0266 - Free. - 2022.11.07

Comic!

Comment:

There's a lot not to like about Star Wars Episode I: The Phantom Menace, but one detail that's always stuck in my craw was a line from the two-headed podracing announcer, who says (about an almost certainly fatal crash) "I don't care what universe you're from, that's gotta hurt!". Alternate universes are science fictiony, but they're not Star Wars science fictiony, are they? I remember the line really clanging for me when the movie came out, and, unlike a lot of the film's other elements, time and supplemental errata haven't really made it any better.

Of course, if we assume it's just colloquial banter, I suppose it makes sense. People talk about parallel dimensions as a figure of speech all the time. I certainly do. It's really just a fancy way of saying "what if".

So yes, what if? What if people had to clean their own dishes, manually, in a sink with soap and water and elbow grease? Heck, what if you had to walk to the village well to fetch the water to wash the dishes with, and carry it home in a wooden bucket? What if unwashed dishes were a source of food-borne illnesses? What if the dishes were especially rare and valuable, and if you broke one, it would be a major loss? What if you couldn't stand for long periods of time, or your hands were shaky, or you were sick or fatigued or otherwise busy? Would you suck dick in exchange for dishwashing then?

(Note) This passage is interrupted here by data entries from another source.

//! Logging configuration and initialization
//!
//! All workspace binaries log through `tracing`. This module installs the
//! global subscriber with:
//!
//! - console and/or daily-rolling file output
//! - text or JSON formatting
//! - a base level plus optional per-target filter directives
//!
//! Use structured fields rather than interpolated strings:
//!
//! ```rust
//! use tracing::{info, warn};
//!
//! let event_type = "Login";
//! info!(event_type, files = 3, "Polled event log files");
//! warn!(step = "unknownStep", "Skipping unknown pipeline step");
//! ```
//!
//! # Example
//!
//! ```no_run
//! use evmon_common::logging::{init_logging, LogConfig};
//!
//! fn main() -> anyhow::Result<()> {
//!     let config = LogConfig::from_env()?;
//!     let _guard = init_logging(&config)?;
//!     tracing::info!("Application started");
//!     Ok(())
//! }
//! ```

use anyhow::{Context, Result};
use serde::{Deserialize, Serialize};
use std::path::PathBuf;
use tracing::Level;
use tracing_appender::non_blocking::WorkerGuard;
use tracing_subscriber::{
    fmt::{self, format::FmtSpan},
    layer::{Layered, SubscriberExt},
    util::SubscriberInitExt,
    EnvFilter, Layer, Registry,
};

type BoxedLayer = Box<dyn Layer<Layered<EnvFilter, Registry>> + Send + Sync>;

/// Log level for filtering messages
#[derive(Debug, Clone, Copy, PartialEq, Eq, Serialize, Deserialize, Default)]
#[serde(rename_all = "lowercase")]
pub enum LogLevel {
    Trace,
    Debug,
    #[default]
    Info,
    Warn,
    Error,
}

impl LogLevel {
    pub fn to_tracing_level(self) -> Level {
        match self {
            LogLevel::Trace => Level::TRACE,
            LogLevel::Debug => Level::DEBUG,
            LogLevel::Info => Level::INFO,
            LogLevel::Warn => Level::WARN,
            LogLevel::Error => Level::ERROR,
        }
    }
}

impl std::str::FromStr for LogLevel {
    type Err = anyhow::Error;

    fn from_str(s: &str) -> std::result::Result<Self, Self::Err> {
        match s.to_lowercase().as_str() {
            "trace" => Ok(LogLevel::Trace),
            "debug" => Ok(LogLevel::Debug),
            "info" => Ok(LogLevel::Info),
            "warn" | "warning" => Ok(LogLevel::Warn),
            "error" => Ok(LogLevel::Error),
            _ => Err(anyhow::anyhow!("Invalid log level: {}", s)),
        }
    }
}

/// Output target for logs
#[derive(Debug, Clone, Copy, PartialEq, Eq, Serialize, Deserialize, Default)]
#[serde(rename_all = "lowercase")]
pub enum LogOutput {
    #[default]
    Console,
    File,
    Both,
}

impl LogOutput {
    fn to_console(self) -> bool {
        matches!(self, LogOutput::Console | LogOutput::Both)
    }

    fn to_file(self) -> bool {
        matches!(self, LogOutput::File | LogOutput::Both)
    }
}

impl std::str::FromStr for LogOutput {
    type Err = anyhow::Error;

    fn from_str(s: &str) -> std::result::Result<Self, Self::Err> {
        match s.to_lowercase().as_str() {
            "console" | "stdout" => Ok(LogOutput::Console),
            "file" => Ok(LogOutput::File),
            "both" | "all" => Ok(LogOutput::Both),
            _ => Err(anyhow::anyhow!("Invalid log output: {}", s)),
        }
    }
}

/// Log line format
#[derive(Debug, Clone, Copy, PartialEq, Eq, Serialize, Deserialize, Default)]
#[serde(rename_all = "lowercase")]
pub enum LogFormat {
    #[default]
    Text,
    Json,
}

impl std::str::FromStr for LogFormat {
    type Err = anyhow::Error;

    fn from_str(s: &str) -> std::result::Result<Self, Self::Err> {
        match s.to_lowercase().as_str() {
            "text" | "pretty" => Ok(LogFormat::Text),
            "json" => Ok(LogFormat::Json),
            _ => Err(anyhow::anyhow!("Invalid log format: {}", s)),
        }
    }
}

/// Logging configuration
#[derive(Debug, Clone, Serialize, Deserialize)]
pub struct LogConfig {
    pub level: LogLevel,
    pub output: LogOutput,
    pub format: LogFormat,
    /// Directory for rolling log files
    pub log_dir: PathBuf,
    /// File name prefix, e.g. "evmon" -> "evmon.2024-01-18"
    pub log_file_prefix: String,
    /// Extra filter directives such as "sqlx=warn,evmon_server=debug"
    pub filter_directives: Option<String>,
    pub include_location: bool,
    pub include_targets: bool,
}

impl Default for LogConfig {
    fn default() -> Self {
        Self {
            level: LogLevel::Info,
            output: LogOutput::Console,
            format: LogFormat::Text,
            log_dir: PathBuf::from("./logs"),
            log_file_prefix: "evmon".to_string(),
            filter_directives: None,
            include_location: false,
            include_targets: true,
        }
    }
}

impl LogConfig {
    /// Overlay environment variables on the defaults
    ///
    /// Reads `LOG_LEVEL`, `LOG_OUTPUT`, `LOG_FORMAT`, `LOG_DIR`,
    /// `LOG_FILE_PREFIX`, `LOG_FILTER`, `LOG_INCLUDE_LOCATION` and
    /// `LOG_INCLUDE_TARGETS`.
    pub fn from_env() -> Result<Self> {
        Self::default().with_env()
    }

    /// Overlay environment variables on this configuration
    pub fn with_env(mut self) -> Result<Self> {
        if let Ok(level) = std::env::var("LOG_LEVEL") {
            self.level = level.parse()?;
        }
        if let Ok(output) = std::env::var("LOG_OUTPUT") {
            self.output = output.parse()?;
        }
        if let Ok(format) = std::env::var("LOG_FORMAT") {
            self.format = format.parse()?;
        }
        if let Ok(dir) = std::env::var("LOG_DIR") {
            self.log_dir = PathBuf::from(dir);
        }
        if let Ok(prefix) = std::env::var("LOG_FILE_PREFIX") {
            self.log_file_prefix = prefix;
        }
        if let Ok(filter) = std::env::var("LOG_FILTER") {
            self.filter_directives = Some(filter);
        }
        if let Ok(val) = std::env::var("LOG_INCLUDE_LOCATION") {
            self.include_location = val.parse().unwrap_or(false);
        }
        if let Ok(val) = std::env::var("LOG_INCLUDE_TARGETS") {
            self.include_targets = val.parse().unwrap_or(true);
        }

        Ok(self)
    }

    pub fn builder() -> LogConfigBuilder {
        LogConfigBuilder::default()
    }

    fn env_filter(&self) -> Result<EnvFilter> {
        let mut filter =
            EnvFilter::from_default_env().add_directive(self.level.to_tracing_level().into());

        if let Some(ref directives) = self.filter_directives {
            for directive in directives.split(',').filter(|d| !d.trim().is_empty()) {
                filter = filter.add_directive(
                    directive
                        .trim()
                        .parse()
                        .with_context(|| format!("Failed to parse filter directive '{}'", directive))?,
                );
            }
        }

        Ok(filter)
    }
}

/// Builder for LogConfig
#[derive(Default)]
pub struct LogConfigBuilder {
    config: LogConfig,
}

impl LogConfigBuilder {
    pub fn level(mut self, level: LogLevel) -> Self {
        self.config.level = level;
        self
    }

    pub fn output(mut self, output: LogOutput) -> Self {
        self.config.output = output;
        self
    }

    pub fn format(mut self, format: LogFormat) -> Self {
        self.config.format = format;
        self
    }

    pub fn log_dir(mut self, dir: impl Into<PathBuf>) -> Self {
        self.config.log_dir = dir.into();
        self
    }

    pub fn log_file_prefix(mut self, prefix: impl Into<String>) -> Self {
        self.config.log_file_prefix = prefix.into();
        self
    }

    pub fn filter_directives(mut self, filter: impl Into<String>) -> Self {
        self.config.filter_directives = Some(filter.into());
        self
    }

    pub fn build(self) -> LogConfig {
        self.config
    }
}

/// Install the global tracing subscriber.
///
/// Call once at startup. When file output is enabled the returned guard
/// flushes the background writer on drop, so keep it alive in `main`.
pub fn init_logging(config: &LogConfig) -> Result<Option<WorkerGuard>> {
    let filter = config.env_filter()?;
    let mut layers: Vec<BoxedLayer> = Vec::new();
    let mut guard = None;

    if config.output.to_console() {
        let layer = fmt::layer()
            .with_writer(std::io::stdout)
            .with_target(config.include_targets)
            .with_file(config.include_location)
            .with_line_number(config.include_location)
            .with_span_events(FmtSpan::CLOSE);

        layers.push(match config.format {
            LogFormat::Text => layer.boxed(),
            LogFormat::Json => layer.json().boxed(),
        });
    }

    if config.output.to_file() {
        std::fs::create_dir_all(&config.log_dir).context("Failed to create log directory")?;

        let appender = tracing_appender::rolling::daily(&config.log_dir, &config.log_file_prefix);
        let (writer, worker_guard) = tracing_appender::non_blocking(appender);
        guard = Some(worker_guard);

        let layer = fmt::layer()
            .with_writer(writer)
            .with_target(config.include_targets)
            .with_file(config.include_location)
            .with_line_number(config.include_location)
            .with_span_events(FmtSpan::CLOSE)
            .with_ansi(false);

        layers.push(match config.format {
            LogFormat::Text => layer.boxed(),
            LogFormat::Json => layer.json().boxed(),
        });
    }

    tracing_subscriber::registry()
        .with(filter)
        .with(layers)
        .try_init()
        .context("Failed to install tracing subscriber")?;

    Ok(guard)
}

Conversely, what if dirty dishes weren't even a thing? What if technology was so ridiculously advanced that plates of pure energy materialized under food as you ate it, and vanished cleanly when you were done, without needing so much as a magic word or a flick of the finger? In a world where you don't have to do anything, would you ever suck a dick again? What about if robotic blowjobs were also free, and demonstrably better than any blowjob from a human?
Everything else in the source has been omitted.